The country’s highest court has sketched a sharp boundary in the ongoing debate over eligibility norms for judicial appointments. Those who entered the judicial ranks before the major ruling of May 20, 2025—when the three-year bar practice requirement was resurrected—are not trapped by that rule if they wish to shift to another State’s judicial service.

There is, however, one non-negotiable: they must have already spent three full years serving in their present State.

This clarification came from a bench led by the Chief Justice of India BR Gavai, with Justice K Vinod Chandran alongside, while examining the plea of a judicial officer who has been serving in Madhya Pradesh since 2019. She entered the system barely a year after enrolling with the Bar Council of Delhi—an era when no mandatory practice requirement existed—yet now seeks to compete in judicial selections elsewhere.

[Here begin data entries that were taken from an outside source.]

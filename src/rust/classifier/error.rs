use thiserror::Error;

/// Represents the different types of errors that can occur while extracting
/// features or classifying a waste item.
#[derive(Debug, Error)]
pub enum ClassifierError {
    /// The input image is empty or could not be processed
    #[error("Invalid image: {0}")]
    InvalidImage(String),
    /// The probability vector handed to the decision engine is unusable
    #[error("Malformed probability vector: {0}")]
    MalformedProbabilityVector(String),
    /// A feature vector does not match the expected layout
    #[error("Malformed feature vector: {0}")]
    MalformedFeatureVector(String),
    /// The attached probabilistic model failed or is missing
    #[error("Model error: {0}")]
    ModelError(String),
    /// Error occurred during the build phase
    #[error("Build error: {0}")]
    BuildError(String),
    /// Error occurred due to invalid input parameters
    #[error("Validation error: {0}")]
    ValidationError(String),
    /// The image could not be decoded
    #[error("Image decoding error: {0}")]
    ImageLoad(#[from] image::ImageError),
}
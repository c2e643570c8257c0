use greentrash::features::layout::{self, HSV_HISTOGRAMS, HSV_STATS, TEXT_SCORES};
use greentrash::{
    combine, decode_image, extract_features, ClassifierError, ExtractorConfig, FeatureExtractor,
    LayoutInfo, Lexicon, TextFeatureExtractor, TextFeatures, VisualFeatureExtractor, FEATURE_COUNT,
};
use image::{DynamicImage, ImageFormat, Rgb, RgbImage};
use std::io::Cursor;

fn gradient(width: u32, height: u32) -> DynamicImage {
    DynamicImage::ImageRgb8(RgbImage::from_fn(width, height, |x, y| {
        Rgb([
            (x * 255 / width.max(1)) as u8,
            (y * 255 / height.max(1)) as u8,
            128,
        ])
    }))
}

fn disk() -> DynamicImage {
    DynamicImage::ImageRgb8(RgbImage::from_fn(80, 80, |x, y| {
        let dx = x as f64 - 40.0;
        let dy = y as f64 - 40.0;
        if dx * dx + dy * dy < 400.0 {
            Rgb([220, 40, 40])
        } else {
            Rgb([20, 20, 20])
        }
    }))
}

#[test]
fn test_extraction_is_deterministic() -> Result<(), Box<dyn std::error::Error>> {
    let image = disk();
    let first = extract_features(Some(&image), "lata de alumínio")?;
    let second = extract_features(Some(&image), "lata de alumínio")?;
    assert_eq!(first, second);
    assert_eq!(first.len(), FEATURE_COUNT);
    Ok(())
}

#[test]
fn test_hsv_histograms_sum_to_one() -> Result<(), Box<dyn std::error::Error>> {
    let features = extract_features(Some(&gradient(97, 61)), "")?.to_vec();
    let histograms = &features[HSV_HISTOGRAMS];
    for channel in histograms.chunks(layout::HSV_BINS) {
        let sum: f64 = channel.iter().sum();
        assert!((sum - 1.0).abs() < 1e-9, "channel sums to {}", sum);
    }

    // hue mean within [0, 180), saturation and value means within [0, 255]
    let stats = &features[HSV_STATS];
    assert!((0.0..180.0).contains(&stats[0]));
    assert!((0.0..=255.0).contains(&stats[2]));
    assert!((0.0..=255.0).contains(&stats[4]));
    Ok(())
}

#[test]
fn test_missing_image_is_all_zero_visual_block() {
    let text = TextFeatureExtractor::default().extract("garrafa pet");
    let vector = combine(None, &text);
    let values = vector.to_vec();
    assert!(values[..TEXT_SCORES.start].iter().all(|&v| v == 0.0));
    assert_eq!(&values[TEXT_SCORES], text.scores());
}

#[test]
fn test_empty_text_is_all_zero_text_block() -> Result<(), Box<dyn std::error::Error>> {
    let vector = extract_features(Some(&disk()), "")?;
    assert_eq!(vector.text_scores(), TextFeatures::zeros());
    Ok(())
}

#[test]
fn test_image_size_does_not_change_layout() -> Result<(), Box<dyn std::error::Error>> {
    let extractor = VisualFeatureExtractor::new(ExtractorConfig {
        resize_edge: 64,
        ..Default::default()
    });
    for (w, h) in [(1, 1), (7, 300), (640, 480)] {
        let features = extractor.extract(&gradient(w, h))?;
        let values = features.to_vec();
        assert_eq!(values.len(), layout::VISUAL_FEATURE_COUNT);
        assert!(values.iter().all(|v| v.is_finite()));
    }
    Ok(())
}

#[test]
fn test_custom_lexicon() {
    const FRUIT: &[&str] = &["manga"];
    let lexicon = Lexicon::from_tables([FRUIT, &[], &[], &[]]);
    let extractor = FeatureExtractor::new(ExtractorConfig::default(), lexicon);
    let features = extractor.extract(None, "Manga madura").unwrap();
    assert_eq!(features.text_scores().scores(), &[1.0, 0.0, 0.0, 0.0]);
}

#[test]
fn test_layout_info() {
    let info = LayoutInfo::current();
    assert_eq!(info.feature_count, FEATURE_COUNT);
    assert_eq!(info.hash, layout::layout_hash());
    let total: usize = info.segments.iter().map(|(_, len)| len).sum();
    assert_eq!(total, FEATURE_COUNT);
    assert_eq!(layout::segment("text_scores").map(|s| s.range()), Some(TEXT_SCORES));
}

#[test]
fn test_decode_image() -> Result<(), Box<dyn std::error::Error>> {
    let mut bytes = Vec::new();
    disk().write_to(&mut Cursor::new(&mut bytes), ImageFormat::Png)?;
    let decoded = decode_image(&bytes)?;
    assert_eq!(decoded.to_rgb8(), disk().to_rgb8());

    let result = decode_image(b"not an image");
    assert!(matches!(result, Err(ClassifierError::ImageLoad(_))));
    Ok(())
}
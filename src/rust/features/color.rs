//! HSV histograms and channel statistics.
//!
//! Channels use the 8-bit HSV convention: hue in [0, 180), saturation and
//! value in [0, 255].

use image::RgbImage;
use ndarray::{Array1, Array2};

use super::layout::HSV_BINS;
use crate::classifier::utils::l1_normalize;

pub(crate) const HUE_RANGE: usize = 180;
pub(crate) const SATURATION_RANGE: usize = 256;
pub(crate) const VALUE_RANGE: usize = 256;

/// An image split into H, S and V planes of shape (rows, cols).
#[derive(Debug, Clone)]
pub(crate) struct HsvPlanes {
    pub hue: Array2<u8>,
    pub saturation: Array2<u8>,
    pub value: Array2<u8>,
}

impl HsvPlanes {
    pub fn from_rgb(image: &RgbImage) -> Self {
        let shape = (image.height() as usize, image.width() as usize);
        let mut hue = Array2::zeros(shape);
        let mut saturation = Array2::zeros(shape);
        let mut value = Array2::zeros(shape);

        for (x, y, pixel) in image.enumerate_pixels() {
            let [h, s, v] = rgb_to_hsv(pixel.0);
            let idx = (y as usize, x as usize);
            hue[idx] = h;
            saturation[idx] = s;
            value[idx] = v;
        }

        Self { hue, saturation, value }
    }

    fn channels(&self) -> [(&Array2<u8>, usize); 3] {
        [
            (&self.hue, HUE_RANGE),
            (&self.saturation, SATURATION_RANGE),
            (&self.value, VALUE_RANGE),
        ]
    }

    /// 30-bin histogram per channel, each L1-normalized on its own.
    pub fn histograms(&self) -> Vec<f64> {
        self.channels()
            .iter()
            .flat_map(|(plane, range)| channel_histogram(plane, HSV_BINS, *range).to_vec())
            .collect()
    }

    /// Mean and population standard deviation per channel, interleaved:
    /// [h_mean, h_std, s_mean, s_std, v_mean, v_std].
    pub fn stats(&self) -> Vec<f64> {
        self.channels()
            .iter()
            .flat_map(|(plane, _)| {
                let values = plane.mapv(f64::from);
                let mean = values.mean().unwrap_or(0.0);
                let std = values.std(0.0);
                [mean, std]
            })
            .collect()
    }
}

fn rgb_to_hsv([r, g, b]: [u8; 3]) -> [u8; 3] {
    let (r, g, b) = (f64::from(r), f64::from(g), f64::from(b));
    let max = r.max(g).max(b);
    let min = r.min(g).min(b);
    let delta = max - min;

    let saturation = if max > 0.0 { 255.0 * delta / max } else { 0.0 };

    let mut hue = if delta == 0.0 {
        0.0
    } else if max == r {
        60.0 * (g - b) / delta
    } else if max == g {
        120.0 + 60.0 * (b - r) / delta
    } else {
        240.0 + 60.0 * (r - g) / delta
    };
    if hue < 0.0 {
        hue += 360.0;
    }

    // 359.x degrees rounds up to 180, which wraps to red.
    let hue = ((hue / 2.0).round() as usize % HUE_RANGE) as u8;
    [hue, saturation.round() as u8, max as u8]
}

fn channel_histogram(plane: &Array2<u8>, bins: usize, range: usize) -> Array1<f64> {
    let mut counts = Array1::<f64>::zeros(bins);
    for &v in plane.iter() {
        let bin = usize::from(v) * bins / range;
        if bin < bins {
            counts[bin] += 1.0;
        }
    }
    l1_normalize(&counts)
}
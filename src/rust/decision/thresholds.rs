//! Decision thresholds.
//!
//! Constants hold the production values; [`DecisionThresholds`] carries them
//! at runtime so they can be tuned per deployment.

use serde::{Deserialize, Serialize};

use crate::classifier::ClassifierError;

/// Below this top-class probability the result needs human confirmation
pub const CONFIDENCE_THRESHOLD: f64 = 0.50;

/// Hazardous probability that counts as a meaningful hazard signal
pub const DANGER_THRESHOLD: f64 = 0.25;

/// Top-two probability gap under which the text may break the tie
pub const TOP2_TIE_THRESHOLD: f64 = 0.05;

/// A Hazardous prediction below this is only moderately supported
pub const HAZARDOUS_MODERATE_THRESHOLD: f64 = 0.40;

/// Hazard signal at or above this on a non-hazardous call asks for verification
pub const HAZARDOUS_VERIFY_THRESHOLD: f64 = 0.30;

/// Top-class probability from which a non-hazardous call overrides a hazard signal
pub const STRONG_CONFIDENCE_THRESHOLD: f64 = 0.70;

/// Text-only fallback results below this score need confirmation
pub const FALLBACK_CONFIDENCE_THRESHOLD: f64 = 0.60;

#[derive(Debug, Clone, PartialEq, Serialize, Deserialize)]
pub struct DecisionThresholds {
    pub confidence: f64,
    pub danger: f64,
    pub top2_tie: f64,
    pub hazardous_moderate: f64,
    pub hazardous_verify: f64,
    pub strong_confidence: f64,
    pub fallback_confidence: f64,
}

impl Default for DecisionThresholds {
    fn default() -> Self {
        Self {
            confidence: CONFIDENCE_THRESHOLD,
            danger: DANGER_THRESHOLD,
            top2_tie: TOP2_TIE_THRESHOLD,
            hazardous_moderate: HAZARDOUS_MODERATE_THRESHOLD,
            hazardous_verify: HAZARDOUS_VERIFY_THRESHOLD,
            strong_confidence: STRONG_CONFIDENCE_THRESHOLD,
            fallback_confidence: FALLBACK_CONFIDENCE_THRESHOLD,
        }
    }
}

impl DecisionThresholds {
    /// Asks for confirmation more often and reacts to weaker hazard signals.
    pub fn strict() -> Self {
        Self {
            confidence: 0.60,
            danger: 0.15,
            hazardous_verify: 0.20,
            strong_confidence: 0.80,
            ..Default::default()
        }
    }

    /// Accepts more results without confirmation.
    pub fn lenient() -> Self {
        Self {
            confidence: 0.40,
            danger: 0.35,
            hazardous_verify: 0.40,
            strong_confidence: 0.60,
            ..Default::default()
        }
    }

    pub fn validate(&self) -> Result<(), ClassifierError> {
        let named = [
            ("confidence", self.confidence),
            ("danger", self.danger),
            ("top2_tie", self.top2_tie),
            ("hazardous_moderate", self.hazardous_moderate),
            ("hazardous_verify", self.hazardous_verify),
            ("strong_confidence", self.strong_confidence),
            ("fallback_confidence", self.fallback_confidence),
        ];
        for (name, value) in named {
            if !(0.0..=1.0).contains(&value) {
                return Err(ClassifierError::ValidationError(format!(
                    "Threshold '{}' must be within [0, 1], got {}",
                    name, value
                )));
            }
        }
        Ok(())
    }
}

#[cfg(test)]
mod tests {
    use super::*;

    #[test]
    fn test_presets_are_valid() {
        assert!(DecisionThresholds::default().validate().is_ok());
        assert!(DecisionThresholds::strict().validate().is_ok());
        assert!(DecisionThresholds::lenient().validate().is_ok());
    }

    #[test]
    fn test_out_of_range_threshold() {
        let thresholds = DecisionThresholds { danger: 1.5, ..Default::default() };
        assert!(matches!(thresholds.validate(), Err(ClassifierError::ValidationError(_))));

        let thresholds = DecisionThresholds { confidence: f64::NAN, ..Default::default() };
        assert!(thresholds.validate().is_err());
    }
}
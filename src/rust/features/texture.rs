//! Texture descriptors over the grayscale image: a rotation-invariant
//! uniform local binary pattern histogram and GLCM statistics.

use image::GrayImage;
use ndarray::{Array1, Array2};

use super::layout::LBP_BINS;
use crate::classifier::utils::l1_normalize;

/// Number of gray levels the GLCM is computed over.
pub(crate) const GLCM_LEVELS: usize = 8;

pub(crate) fn gray_to_array(gray: &GrayImage) -> Array2<f64> {
    let (w, h) = gray.dimensions();
    Array2::from_shape_fn((h as usize, w as usize), |(r, c)| {
        f64::from(gray.get_pixel(c as u32, r as u32).0[0])
    })
}

/// Local binary pattern sampler for a fixed radius and point count.
#[derive(Debug, Clone)]
pub(crate) struct LocalBinaryPattern {
    points: usize,
    offsets: Vec<(f64, f64)>,
}

impl LocalBinaryPattern {
    pub fn new(points: usize, radius: f64) -> Self {
        let offsets = (0..points)
            .map(|p| {
                let angle = 2.0 * std::f64::consts::PI * p as f64 / points as f64;
                (round5(-radius * angle.sin()), round5(radius * angle.cos()))
            })
            .collect();
        Self { points, offsets }
    }

    /// Uniform code of the pixel at (r, c): the number of neighbours at least
    /// as bright as the centre when the pattern has at most two 0/1
    /// transitions, `points + 1` otherwise.
    fn code(&self, image: &Array2<f64>, r: usize, c: usize, signs: &mut [bool]) -> usize {
        let center = image[(r, c)];
        for (sign, (dr, dc)) in signs.iter_mut().zip(&self.offsets) {
            let sample = bilinear(image, r as f64 + dr, c as f64 + dc);
            *sign = sample - center >= 0.0;
        }

        let changes = signs.windows(2).filter(|pair| pair[0] != pair[1]).count();
        if changes <= 2 {
            signs.iter().filter(|&&s| s).count()
        } else {
            self.points + 1
        }
    }

    pub fn codes(&self, image: &Array2<f64>) -> Array2<usize> {
        let mut signs = vec![false; self.points];
        let mut codes = Array2::zeros(image.raw_dim());
        for ((r, c), code) in codes.indexed_iter_mut() {
            *code = self.code(image, r, c, &mut signs);
        }
        codes
    }

    /// Density histogram over codes in [0, LBP_BINS). The last bin is closed,
    /// so it also holds code LBP_BINS; larger codes are left out. When no code
    /// falls in range (an all-black image gives code `points` everywhere) the
    /// histogram is all zeros.
    pub fn histogram(&self, image: &Array2<f64>) -> Array1<f64> {
        let mut counts = Array1::<f64>::zeros(LBP_BINS);
        for &code in self.codes(image).iter() {
            if code < LBP_BINS {
                counts[code] += 1.0;
            } else if code == LBP_BINS {
                counts[LBP_BINS - 1] += 1.0;
            }
        }
        // Unit-width bins: the density equals the relative frequency.
        l1_normalize(&counts)
    }
}

fn round5(v: f64) -> f64 {
    (v * 1e5).round() / 1e5
}

/// Bilinear sample at a fractional position; pixels outside the image read
/// as 0.
fn bilinear(image: &Array2<f64>, r: f64, c: f64) -> f64 {
    let (rows, cols) = image.dim();
    let pixel = |r: f64, c: f64| -> f64 {
        if r < 0.0 || c < 0.0 || r >= rows as f64 || c >= cols as f64 {
            0.0
        } else {
            image[(r as usize, c as usize)]
        }
    };

    let (min_r, max_r) = (r.floor(), r.ceil());
    let (min_c, max_c) = (c.floor(), c.ceil());
    let dr = r - min_r;
    let dc = c - min_c;

    let top = (1.0 - dc) * pixel(min_r, min_c) + dc * pixel(min_r, max_c);
    let bottom = (1.0 - dc) * pixel(max_r, min_c) + dc * pixel(max_r, max_c);
    (1.0 - dr) * top + dr * bottom
}

/// Contrast, dissimilarity, homogeneity and energy of the normalized,
/// symmetric co-occurrence matrix of horizontally adjacent pixels, with the
/// image quantized to [`GLCM_LEVELS`] gray levels.
pub(crate) fn glcm_properties(gray: &GrayImage) -> [f64; 4] {
    let glcm = cooccurrence_matrix(gray);

    let mut contrast = 0.0;
    let mut dissimilarity = 0.0;
    let mut homogeneity = 0.0;
    let mut asm = 0.0;
    for ((i, j), &p) in glcm.indexed_iter() {
        let diff = i as f64 - j as f64;
        contrast += p * diff * diff;
        dissimilarity += p * diff.abs();
        homogeneity += p / (1.0 + diff * diff);
        asm += p * p;
    }

    [contrast, dissimilarity, homogeneity, asm.sqrt()]
}

fn cooccurrence_matrix(gray: &GrayImage) -> Array2<f64> {
    let step = 256 / GLCM_LEVELS;
    let mut counts = Array2::<f64>::zeros((GLCM_LEVELS, GLCM_LEVELS));
    let (w, h) = gray.dimensions();

    for y in 0..h {
        for x in 1..w {
            let i = usize::from(gray.get_pixel(x - 1, y).0[0]) / step;
            let j = usize::from(gray.get_pixel(x, y).0[0]) / step;
            counts[(i, j)] += 1.0;
        }
    }

    let symmetric = &counts + &counts.t();
    let total = symmetric.sum();
    if total > 0.0 {
        symmetric / total
    } else {
        symmetric
    }
}
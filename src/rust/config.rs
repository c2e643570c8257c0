use serde::{Deserialize, Serialize};

use crate::classifier::ClassifierError;

/// Settings for the visual feature pipeline.
///
/// None of these settings change the feature vector length; they only change
/// how each block is computed. A model must be trained and served with the
/// same configuration.
#[derive(Debug, Clone, PartialEq, Serialize, Deserialize)]
pub struct ExtractorConfig {
    /// Images are resized to `resize_edge` x `resize_edge` before anything else
    pub resize_edge: u32,
    pub lbp_radius: f64,
    pub lbp_points: usize,
    pub canny_low: f32,
    pub canny_high: f32,
}

impl Default for ExtractorConfig {
    fn default() -> Self {
        Self {
            resize_edge: 256,
            lbp_radius: 3.0,
            lbp_points: 24,
            canny_low: 100.0,
            canny_high: 200.0,
        }
    }
}

impl ExtractorConfig {
    pub fn validate(&self) -> Result<(), ClassifierError> {
        if !(self.lbp_radius.is_finite() && self.lbp_radius > 0.0) {
            return Err(ClassifierError::ValidationError(format!(
                "LBP radius must be positive, got {}",
                self.lbp_radius
            )));
        }
        if f64::from(self.resize_edge) <= 2.0 * self.lbp_radius {
            return Err(ClassifierError::ValidationError(format!(
                "Resize edge {} is too small for LBP radius {}",
                self.resize_edge, self.lbp_radius
            )));
        }
        if self.lbp_points < 2 {
            return Err(ClassifierError::ValidationError(format!(
                "LBP needs at least 2 sample points, got {}",
                self.lbp_points
            )));
        }
        if self.canny_low < 0.0 || self.canny_high < self.canny_low {
            return Err(ClassifierError::ValidationError(format!(
                "Invalid Canny thresholds: low={} high={}",
                self.canny_low, self.canny_high
            )));
        }
        Ok(())
    }
}
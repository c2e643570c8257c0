//! Feature extraction: image and text to the canonical 122-value vector.
//!
//! The same [`FeatureExtractor`] is used when building training data and when
//! serving requests, so both sides always see identical features.

mod color;
pub mod layout;
mod shape;
mod text;
mod texture;
mod vector;
mod visual;

use image::DynamicImage;
use log::debug;

use crate::classifier::ClassifierError;
use crate::config::ExtractorConfig;
use crate::lexicon::Lexicon;

pub use layout::{LayoutInfo, FEATURE_COUNT, TEXT_FEATURE_COUNT, VISUAL_FEATURE_COUNT};
pub use text::TextFeatureExtractor;
pub use vector::{FeatureVector, TextFeatures, VisualFeatures};
pub use visual::VisualFeatureExtractor;

/// Concatenates the visual and text blocks. A missing image becomes 118
/// zeros, which the model reads as "no visual evidence".
pub fn combine(visual: Option<&VisualFeatures>, text: &TextFeatures) -> FeatureVector {
    match visual {
        Some(visual) => FeatureVector::from_parts(visual, text),
        None => FeatureVector::from_parts(&VisualFeatures::absent(), text),
    }
}

/// Visual and text extractors bundled behind one call.
#[derive(Debug, Clone, Default)]
pub struct FeatureExtractor {
    visual: VisualFeatureExtractor,
    text: TextFeatureExtractor,
}

impl FeatureExtractor {
    pub fn new(config: ExtractorConfig, lexicon: Lexicon) -> Self {
        Self {
            visual: VisualFeatureExtractor::new(config),
            text: TextFeatureExtractor::new(lexicon),
        }
    }

    pub fn visual(&self) -> &VisualFeatureExtractor {
        &self.visual
    }

    pub fn text(&self) -> &TextFeatureExtractor {
        &self.text
    }

    /// Extracts the full feature vector. An image that cannot be processed is
    /// an error; a missing image or empty text is not.
    pub fn extract(&self, image: Option<&DynamicImage>, text: &str) -> Result<FeatureVector, ClassifierError> {
        let visual = image.map(|img| self.visual.extract(img)).transpose()?;
        let text_features = self.text.extract(text);
        debug!(
            "Extracted features (image: {}, text scores: {:?})",
            visual.is_some(),
            text_features.scores()
        );
        Ok(combine(visual.as_ref(), &text_features))
    }
}
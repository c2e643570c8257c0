use std::fmt;
use std::sync::Arc;

use image::DynamicImage;
use log::{debug, info};

use super::builder::WasteClassifierBuilder;
use super::error::ClassifierError;
use super::model::ProbabilisticModel;
use super::ClassifierInfo;
use crate::decision::DecisionEngine;
use crate::features::{layout, FeatureExtractor, FeatureVector, FEATURE_COUNT};
use crate::types::{ClassificationResult, ProbabilityDistribution, WasteClass};

/// What the serving path hands to [`WasteClassifier::classify`].
#[derive(Debug, Clone, Copy)]
pub enum ClassifierInput<'a> {
    /// Extracted features; the attached model scores them when available
    Features(&'a FeatureVector),
    /// Probabilities already produced by a model elsewhere
    Probabilities(&'a ProbabilityDistribution),
}

/// A thread-safe waste classifier: feature extraction, an optional trained
/// model and the decision engine, built once and shared read-only.
///
/// # Thread Safety
///
/// Every field is either plain data or an `Arc` to a `Send + Sync` model, so
/// the classifier can be wrapped in an `Arc` and used from many threads.
///
/// ```rust
/// use greentrash::WasteClassifier;
/// use std::sync::Arc;
/// use std::thread;
///
/// let classifier = Arc::new(WasteClassifier::builder().build().unwrap());
///
/// let handles: Vec<_> = ["casca de banana", "pilha velha"]
///     .into_iter()
///     .map(|text| {
///         let classifier = Arc::clone(&classifier);
///         thread::spawn(move || classifier.classify_input(None, text).unwrap())
///     })
///     .collect();
///
/// for handle in handles {
///     handle.join().unwrap();
/// }
/// ```
#[derive(Clone)]
pub struct WasteClassifier {
    pub(crate) extractor: FeatureExtractor,
    pub(crate) engine: DecisionEngine,
    pub(crate) model: Option<Arc<dyn ProbabilisticModel>>,
}

// Compile-time verification of thread-safety
const _: () = {
    fn assert_send_sync<T: Send + Sync>() {}
    fn verify_thread_safety() {
        assert_send_sync::<WasteClassifier>();
    }
};

impl fmt::Debug for WasteClassifier {
    fn fmt(&self, f: &mut fmt::Formatter<'_>) -> fmt::Result {
        f.debug_struct("WasteClassifier")
            .field("extractor", &self.extractor)
            .field("engine", &self.engine)
            .field("model", &self.model.as_ref().map(|m| m.name()))
            .finish()
    }
}

impl WasteClassifier {
    /// Creates a new WasteClassifierBuilder for fluent construction
    pub fn builder() -> WasteClassifierBuilder {
        WasteClassifierBuilder::new()
    }

    /// Returns information about the classifier's current configuration
    pub fn info(&self) -> ClassifierInfo {
        ClassifierInfo {
            class_labels: WasteClass::ALL.iter().map(|c| c.as_str().to_string()).collect(),
            feature_count: FEATURE_COUNT,
            layout_hash: layout::layout_hash(),
            model: self.model.as_ref().map(|m| m.name().to_string()),
            extractor: self.extractor.visual().config().clone(),
            thresholds: self.engine.thresholds().clone(),
        }
    }

    pub fn has_model(&self) -> bool {
        self.model.is_some()
    }

    pub fn extractor(&self) -> &FeatureExtractor {
        &self.extractor
    }

    pub fn engine(&self) -> &DecisionEngine {
        &self.engine
    }

    /// Extracts the 122-value feature vector, exactly as used for training.
    pub fn extract_features(&self, image: Option<&DynamicImage>, text: &str) -> Result<FeatureVector, ClassifierError> {
        self.extractor.extract(image, text)
    }

    /// Runs the model when one is attached, otherwise decides from the
    /// keyword scores embedded in the feature vector.
    pub fn predict(&self, features: &FeatureVector, text: &str) -> Result<ClassificationResult, ClassifierError> {
        self.classify(ClassifierInput::Features(features), text, self.has_model())
    }

    /// Extraction and prediction in one call.
    pub fn classify_input(&self, image: Option<&DynamicImage>, text: &str) -> Result<ClassificationResult, ClassifierError> {
        let features = self.extract_features(image, text)?;
        self.predict(&features, text)
    }

    /// Classifies either features or precomputed probabilities.
    ///
    /// With `model_available` the primary rule cascade runs on the model's
    /// probabilities. Without it the text-only fallback runs on the keyword
    /// scores, which requires a feature vector.
    pub fn classify(
        &self,
        input: ClassifierInput<'_>,
        text: &str,
        model_available: bool,
    ) -> Result<ClassificationResult, ClassifierError> {
        if !model_available {
            let ClassifierInput::Features(features) = input else {
                return Err(ClassifierError::ValidationError(
                    "Fallback classification needs a feature vector, not probabilities".into(),
                ));
            };
            check_layout(features)?;
            debug!("Model unavailable, deciding from keyword scores");
            return self.engine.decide_fallback(&features.text_scores(), text);
        }

        match input {
            ClassifierInput::Probabilities(probabilities) => self.engine.decide(probabilities, text),
            ClassifierInput::Features(features) => {
                check_layout(features)?;
                let model = self.model.as_ref().ok_or_else(|| {
                    ClassifierError::ModelError("No model attached to this classifier".into())
                })?;
                let raw = model.predict_proba(features)?;
                let probabilities = ProbabilityDistribution::from_slice(&raw)?;
                info!("Model '{}' predicted {:?}", model.name(), probabilities.values());
                self.engine.decide(&probabilities, text)
            }
        }
    }
}

fn check_layout(features: &FeatureVector) -> Result<(), ClassifierError> {
    if features.len() != FEATURE_COUNT {
        return Err(ClassifierError::MalformedFeatureVector(format!(
            "expected {} features, got {}",
            FEATURE_COUNT,
            features.len()
        )));
    }
    Ok(())
}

Her lack of three years’ bar practice raised a question that the Court resolved with crisp simplicity: what matters is the years in service, not the years at the bar, for those who joined before the 2025 judgment.

The Court noted that she has already completed six years on the bench, easily satisfying the service requirement, and then expanded its reasoning to all similarly placed officers. The bench declared:

Judicial officers appointed before May 20, 2025 need not satisfy the three-year bar-practice condition when applying to other States—provided they have completed at least three years in their existing service.

A long-standing puzzle in judicial mobility now has a clear, no-nonsense answer.